In discussions of Sobolev spaces one often sees the Japanese bracket, $$\langle x \rangle = (1+|x|^2)^{1/2},$$ as useful shorthand.

I was not easily able to find information about this term.

(1) What was the first systematic usage of something like this shorthand?

(2) What is the origin of the specific phrase "Japanese bracket"?

(3) Why is it called the "Japanese bracket"? The answer to this may be obvious from the answers to either (1) or (2).


1 Answer 1


I can provide a partial response to this question. As noted in my earlier comment, the term "Japanese bracket" appears in the 1999 paper "Global existence of small solutions to the generalized derivative nonlinear Schrödinger equation'' (p. 135, journal pagination).
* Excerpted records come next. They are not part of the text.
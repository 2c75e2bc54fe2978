//! Token sets for recovery boundaries.
//!
//! Bitset-based O(1) membership testing. Each bit in the u32 corresponds to
//! a `TokenKind` discriminant index; Quill has 24 token kinds, so u32
//! covers all variants.

use quill_ir::TokenKind;

/// A set of token kinds using bitset representation.
#[derive(Clone, Copy, Debug, PartialEq, Eq)]
pub struct TokenSet(u32);

impl TokenSet {
    /// Create an empty token set.
    #[inline]
    pub const fn new() -> Self {
        Self(0)
    }

    /// Add a token kind to this set (builder pattern for const contexts).
    #[inline]
    #[must_use]
    pub const fn with(self, kind: &TokenKind) -> Self {
        Self(self.0 | (1u32 << kind.discriminant_index()))
    }

    /// Union of two token sets.
    #[inline]
    #[must_use]
    pub const fn union(self, other: Self) -> Self {
        Self(self.0 | other.0)
    }

    /// Check if this set contains a token kind.
    #[inline]
    pub const fn contains(&self, kind: &TokenKind) -> bool {
        (self.0 & (1u32 << kind.discriminant_index())) != 0
    }

    /// Check if this set is empty.
    #[inline]
    pub const fn is_empty(&self) -> bool {
        self.0 == 0
    }

    /// Count the number of token kinds in this set.
    #[inline]
    pub const fn count(&self) -> u32 {
        self.0.count_ones()
    }
}

impl Default for TokenSet {
    fn default() -> Self {
        Self::new()
    }
}

/// Tokens that begin a top-level declaration.
///
/// Used both by the recovery automaton (to force a declaration boundary)
/// and by the buffer (to find a safe relex restart point).
pub const DECL_START: TokenSet = TokenSet::new()
    .with(&TokenKind::Let)
    .with(&TokenKind::Val)
    .with(&TokenKind::Type)
    .with(&TokenKind::Open);

/// Tokens that can appear as an expression operand.
pub const OPERAND: TokenSet = TokenSet::new()
    .with(&TokenKind::Int(0))
    .with(&TokenKind::Str(quill_ir::Name::EMPTY))
    .with(&TokenKind::True)
    .with(&TokenKind::False)
    .with(&TokenKind::Ident(quill_ir::Name::EMPTY));

/// Tokens that can appear in type position.
pub const TYPE_START: TokenSet = TokenSet::new()
    .with(&TokenKind::IntType)
    .with(&TokenKind::StrType)
    .with(&TokenKind::BoolType)
    .with(&TokenKind::Ident(quill_ir::Name::EMPTY))
    .with(&TokenKind::UpperIdent(quill_ir::Name::EMPTY));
I contacted two of the authors of this paper, and received one response regarding the notation. The terminology predates the paper. The author who responded commented that he had heard the term used at several conferences prior to the drafting of the 1999 paper, and that the notation was widely used by Japanese analysts at that time. The inference is that the answer to your third question is "due to widespread use by the Japanese mathematical community". His response also provides a temporal bound for your first question: no later than the late 1990s.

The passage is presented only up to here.